• **TASK STATEMENT**: How many lines below contain the word "clone"? Reply solely with the number.

——————————

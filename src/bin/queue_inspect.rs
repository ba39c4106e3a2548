use std::path::PathBuf;
use std::time::Duration;

use anyhow::{anyhow, Result};
use clap::Parser;
use record_relay::admission::RateLimiter;
use record_relay::config;
use record_relay::db;
use record_relay::queue::QueueManager;
use record_relay::store;

#[derive(Parser, Debug)]
struct Args {
    /// Path to YAML config
    #[arg(long, default_value = "config.yaml")]
    config: PathBuf,

    /// Show one job instead of queue totals
    #[arg(long)]
    job: Option<String>,

    /// Show the trailing-minute metrics of a base
    #[arg(long)]
    base: Option<String>,

    /// Return jobs stuck in processing for this many seconds to pending
    #[arg(long)]
    requeue_stale_secs: Option<u64>,
}

#[tokio::main]
async fn main() -> Result<()> {
    let args = Args::parse();
    let cfg = config::load(Some(args.config.as_path()))?;

    let database_url =
        std::env::var("DATABASE_URL").unwrap_or_else(|_| cfg.app.database_url.clone());
    let pool = db::init_pool(&database_url).await?;
    db::run_migrations(&pool).await?;
    let queue = QueueManager::new(pool.clone(), cfg.queue_settings());

    if let Some(secs) = args.requeue_stale_secs {
        let moved = queue.requeue_stale(Duration::from_secs(secs)).await?;
        println!("Requeued {} stale job(s)", moved);
    }

    if let Some(id) = args.job.as_deref() {
        let job = queue
            .job_status(id)
            .await?
            .ok_or_else(|| anyhow!("job {} not found", id))?;
        println!("{}", serde_json::to_string_pretty(&job)?);
        return Ok(());
    }

    if let Some(base_id) = args.base.as_deref() {
        let store = store::open(&cfg.coordination).await?;
        let limiter = RateLimiter::new(store, pool.clone(), cfg.admission_settings());
        let metrics = limiter.metrics(base_id).await;
        println!("Base: {}", base_id);
        println!("{}", serde_json::to_string_pretty(&metrics)?);
        println!("Recent jobs:");
        for job in db::list_jobs_for_base(&pool, base_id, 20).await? {
            println!(
                "  {} {:<18} {:<10} attempts={}/{}",
                job.id,
                job.job_type.as_str(),
                job.status.as_str(),
                job.attempts,
                job.max_attempts
            );
        }
        return Ok(());
    }

    let counts = queue.queue_stats().await?;
    println!("Queue:");
    println!("  pending:    {} ({} delayed)", counts.pending, counts.delayed);
    println!("  processing: {}", counts.processing);
    println!("  completed:  {}", counts.completed);
    println!("  failed:     {}", counts.failed);
    Ok(())
}
#[cfg(test)]
mod tests {
    use super::*;
    use crate::model::{BackoffKind, Job, JobStatus};
    use crate::store::{BucketParams, MemoryStore, TokenGrant};
    use async_trait::async_trait;
    use chrono::Utc;
    use serde_json::{Map, Value};
    use std::sync::atomic::AtomicBool;
    use tokio::sync::Mutex as AsyncMutex;

    #[derive(Default)]
    struct RecordingSubmitter {
        calls: AsyncMutex<Vec<(JobType, String, Value, JobOptions)>>,
        fail: bool,
    }

    #[async_trait]
    impl JobSubmitter for RecordingSubmitter {
        async fn submit(
            &self,
            job_type: JobType,
            base_id: &str,
            data: Value,
            options: JobOptions,
        ) -> Result<Job, QueueError> {
            if self.fail {
                return Err(QueueError::Closed);
            }
            let mut calls = self.calls.lock().await;
            calls.push((job_type, base_id.to_string(), data.clone(), options.clone()));
            Ok(Job {
                id: format!("job-{}", calls.len()),
                base_id: base_id.to_string(),
                job_type,
                status: JobStatus::Pending,
                priority: options.priority.unwrap_or(0),
                data,
                result: None,
                attempts: 0,
                max_attempts: 3,
                backoff_kind: BackoffKind::Exponential,
                backoff_ms: 2000,
                error_message: None,
                scheduled_at: Utc::now(),
                started_at: None,
                completed_at: None,
                created_at: Utc::now(),
            })
        }
    }

    fn setup(
        max: usize,
        interval_ms: u64,
        policy: InvalidBatchPolicy,
    ) -> (Arc<Batcher>, Arc<MemoryStore>, Arc<RecordingSubmitter>) {
        let store = Arc::new(MemoryStore::new());
        let submitter = Arc::new(RecordingSubmitter::default());
        let batcher = Batcher::new(
            store.clone(),
            submitter.clone(),
            BatchSettings {
                max_batch_size: max,
                flush_interval: Duration::from_millis(interval_ms),
                batch_ttl: Duration::from_secs(300),
                on_invalid: policy,
            },
        );
        (batcher, store, submitter)
    }

    fn create_op(n: i64) -> Operation {
        let mut fields = Map::new();
        fields.insert("n".into(), Value::from(n));
        Operation::create("B1", "T1", fields)
    }

    #[tokio::test]
    async fn full_batch_flushes_without_timer() {
        let (batcher, store, submitter) = setup(3, 60_000, InvalidBatchPolicy::Drop);
        let mut receipts = Vec::new();
        for n in 0..3 {
            receipts.push(batcher.enqueue(&create_op(n)).await.unwrap());
        }
        assert_eq!(receipts[0].estimated_wait_ms, 60_000);
        assert_eq!(receipts[2].queue_position, 3);
        assert_eq!(receipts[2].estimated_wait_ms, 0);
        assert_eq!(receipts[2].batch_id, "batch:B1:T1:create");

        let calls = submitter.calls.lock().await;
        assert_eq!(calls.len(), 1);
        assert_eq!(calls[0].0, JobType::BatchDispatch);
        assert_eq!(calls[0].2["batch_size"], 3);
        assert_eq!(store.len("batch:B1:T1:create").await.unwrap(), 0);
        assert!(batcher.lock_timers().is_empty());
    }

    #[tokio::test]
    async fn partial_batch_flushes_after_interval_in_order() {
        let (batcher, _store, submitter) = setup(10, 50, InvalidBatchPolicy::Drop);
        let ops: Vec<_> = (0..3).map(create_op).collect();
        for op in &ops {
            batcher.enqueue(op).await.unwrap();
        }
        assert!(submitter.calls.lock().await.is_empty());

        tokio::time::sleep(Duration::from_millis(200)).await;
        let calls = submitter.calls.lock().await;
        assert_eq!(calls.len(), 1);
        let ids: Vec<&str> = calls[0].2["operations"]
            .as_array()
            .unwrap()
            .iter()
            .map(|o| o["id"].as_str().unwrap())
            .collect();
        let expected: Vec<&str> = ops.iter().map(|o| o.id.as_str()).collect();
        assert_eq!(ids, expected);
    }

    #[tokio::test]
    async fn priority_is_highest_member() {
        let (batcher, _store, submitter) = setup(10, 60_000, InvalidBatchPolicy::Drop);
        batcher.enqueue(&create_op(1)).await.unwrap();
        batcher
            .enqueue(&create_op(2).with_priority(7))
            .await
            .unwrap();
        batcher.flush("B1", "T1", OperationKind::Create).await.unwrap();
        assert_eq!(submitter.calls.lock().await[0].3.priority, Some(7));
    }

    #[tokio::test]
    async fn second_flush_is_noop() {
        let (batcher, _store, submitter) = setup(10, 60_000, InvalidBatchPolicy::Drop);
        batcher.enqueue(&create_op(1)).await.unwrap();
        batcher.enqueue(&create_op(2)).await.unwrap();

        let first = batcher.flush("B1", "T1", OperationKind::Create).await.unwrap();
        let second = batcher.flush("B1", "T1", OperationKind::Create).await.unwrap();
        assert_eq!(first.map(|f| f.size), Some(2));
        assert!(second.is_none());
        assert_eq!(submitter.calls.lock().await.len(), 1);
    }

    #[tokio::test]
    async fn mixed_batch_is_dropped() {
        let (batcher, store, submitter) = setup(10, 60_000, InvalidBatchPolicy::Drop);
        let key = "batch:B1:T1:create";
        let stray = Operation::create("B2", "T1", Map::new());
        for op in [create_op(1), stray] {
            store
                .push_back(key, serde_json::to_string(&op).unwrap(), Duration::from_secs(60))
                .await
                .unwrap();
        }

        let err = batcher
            .flush("B1", "T1", OperationKind::Create)
            .await
            .unwrap_err();
        assert!(matches!(err, BatchError::InvalidComposition(_)));
        assert!(submitter.calls.lock().await.is_empty());
        assert_eq!(store.len(key).await.unwrap(), 0);
    }

    #[tokio::test]
    async fn mixed_batch_can_be_requeued() {
        let (batcher, store, submitter) = setup(10, 60_000, InvalidBatchPolicy::Requeue);
        let key = "batch:B1:T1:create";
        for op in [create_op(1), Operation::delete("B1", "T1", "rec1")] {
            store
                .push_back(key, serde_json::to_string(&op).unwrap(), Duration::from_secs(60))
                .await
                .unwrap();
        }
        assert!(batcher.flush("B1", "T1", OperationKind::Create).await.is_err());
        assert!(submitter.calls.lock().await.is_empty());
        assert_eq!(store.len(key).await.unwrap(), 2);
        assert_eq!(batcher.pending_flushes(), 1);
    }

    #[tokio::test]
    async fn size_flush_reports_mixed_batch() {
        let (batcher, store, submitter) = setup(2, 60_000, InvalidBatchPolicy::Drop);
        let stray = Operation::create("B2", "T1", Map::new());
        store
            .push_back(
                "batch:B1:T1:create",
                serde_json::to_string(&stray).unwrap(),
                Duration::from_secs(60),
            )
            .await
            .unwrap();

        let err = batcher.enqueue(&create_op(1)).await.unwrap_err();
        assert!(matches!(err, BatchError::InvalidComposition(_)));
        assert!(submitter.calls.lock().await.is_empty());
        assert_eq!(batcher.pending_flushes(), 0);
    }

    /// Memory store whose first `pop_front` fails.
    struct FlakyStore {
        inner: MemoryStore,
        failed: AtomicBool,
    }

    #[async_trait]
    impl CoordinationStore for FlakyStore {
        async fn take_token(
            &self,
            key: &str,
            params: &BucketParams,
            now_ms: i64,
        ) -> Result<TokenGrant, StoreError> {
            self.inner.take_token(key, params, now_ms).await
        }

        async fn hash_get(&self, key: &str, field: &str) -> Result<Option<String>, StoreError> {
            self.inner.hash_get(key, field).await
        }

        async fn push_back(
            &self,
            key: &str,
            value: String,
            ttl: Duration,
        ) -> Result<usize, StoreError> {
            self.inner.push_back(key, value, ttl).await
        }

        async fn push_front(
            &self,
            key: &str,
            values: Vec<String>,
            ttl: Duration,
        ) -> Result<usize, StoreError> {
            self.inner.push_front(key, values, ttl).await
        }

        async fn pop_front(&self, key: &str, max: usize) -> Result<Vec<String>, StoreError> {
            if !self.failed.swap(true, Ordering::SeqCst) {
                return Err(StoreError::Unavailable("connection reset".into()));
            }
            self.inner.pop_front(key, max).await
        }

        async fn len(&self, key: &str) -> Result<usize, StoreError> {
            self.inner.len(key).await
        }

        async fn front(&self, key: &str) -> Result<Option<String>, StoreError> {
            self.inner.front(key).await
        }

        async fn delete(&self, key: &str) -> Result<(), StoreError> {
            self.inner.delete(key).await
        }
    }

    #[tokio::test]
    async fn failed_timed_flush_is_retried() {
        let store = Arc::new(FlakyStore {
            inner: MemoryStore::new(),
            failed: AtomicBool::new(false),
        });
        let submitter = Arc::new(RecordingSubmitter::default());
        let batcher = Batcher::new(
            store.clone(),
            submitter.clone(),
            BatchSettings {
                flush_interval: Duration::from_millis(50),
                ..BatchSettings::default()
            },
        );
        batcher.enqueue(&create_op(1)).await.unwrap();

        tokio::time::sleep(Duration::from_millis(500)).await;
        assert_eq!(submitter.calls.lock().await.len(), 1);
        assert_eq!(store.len("batch:B1:T1:create").await.unwrap(), 0);
        assert_eq!(batcher.pending_flushes(), 0);
    }

    #[tokio::test]
    async fn failed_submission_returns_operations() {
        let store = Arc::new(MemoryStore::new());
        let submitter = Arc::new(RecordingSubmitter {
            fail: true,
            ..Default::default()
        });
        let batcher = Batcher::new(store.clone(), submitter, BatchSettings::default());
        batcher.enqueue(&create_op(1)).await.unwrap();
        let err = batcher
            .flush("B1", "T1", OperationKind::Create)
            .await
            .unwrap_err();
        assert!(matches!(err, BatchError::Submit(_)));
        assert_eq!(store.len("batch:B1:T1:create").await.unwrap(), 1);
        batcher.destroy();
    }

    #[tokio::test]
    async fn status_reports_oldest_and_wait() {
        let (batcher, _store, _submitter) = setup(10, 1000, InvalidBatchPolicy::Drop);
        let empty = batcher
            .batch_status("B1", "T1", OperationKind::Create)
            .await
            .unwrap();
        assert_eq!(empty.size, 0);
        assert_eq!(empty.oldest_operation_timestamp, None);
        assert_eq!(empty.estimated_wait_ms, 0);

        let first = create_op(1);
        batcher.enqueue(&first).await.unwrap();
        batcher.enqueue(&create_op(2)).await.unwrap();
        let status = batcher
            .batch_status("B1", "T1", OperationKind::Create)
            .await
            .unwrap();
        assert_eq!(status.size, 2);
        assert_eq!(status.oldest_operation_timestamp, Some(first.timestamp));
        assert_eq!(status.estimated_wait_ms, 1000);
        let json = serde_json::to_value(&status).unwrap();
        assert_eq!(json["estimatedWaitTime"], 1000);
        assert_eq!(json["oldestOperationTimestamp"], first.timestamp);
        batcher.destroy();
    }

    #[tokio::test]
    async fn destroy_cancels_timers() {
        let (batcher, store, submitter) = setup(10, 50, InvalidBatchPolicy::Drop);
        batcher.enqueue(&create_op(1)).await.unwrap();
        batcher.destroy();
        tokio::time::sleep(Duration::from_millis(150)).await;
        assert!(submitter.calls.lock().await.is_empty());
        assert_eq!(store.len("batch:B1:T1:create").await.unwrap(), 1);
    }

    #[tokio::test]
    async fn enqueue_many_checks_size_and_key() {
        let (batcher, _store, _submitter) = setup(10, 60_000, InvalidBatchPolicy::Drop);
        assert!(matches!(
            batcher.enqueue_many(Vec::new()).await,
            Err(BatchError::InvalidSize { got: 0, .. })
        ));
        let mixed = vec![create_op(1), Operation::delete("B1", "T1", "rec1")];
        assert!(matches!(
            batcher.enqueue_many(mixed).await,
            Err(BatchError::InvalidComposition(_))
        ));

        let res = batcher
            .enqueue_many(vec![create_op(1), create_op(2)])
            .await
            .unwrap();
        assert_eq!(res.operations.len(), 2);
        assert_eq!(res.queue_position, 2);
        assert_eq!(res.estimated_wait_ms, 60_000);
        batcher.destroy();
    }
}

——————————

• **SOLUTION**: 9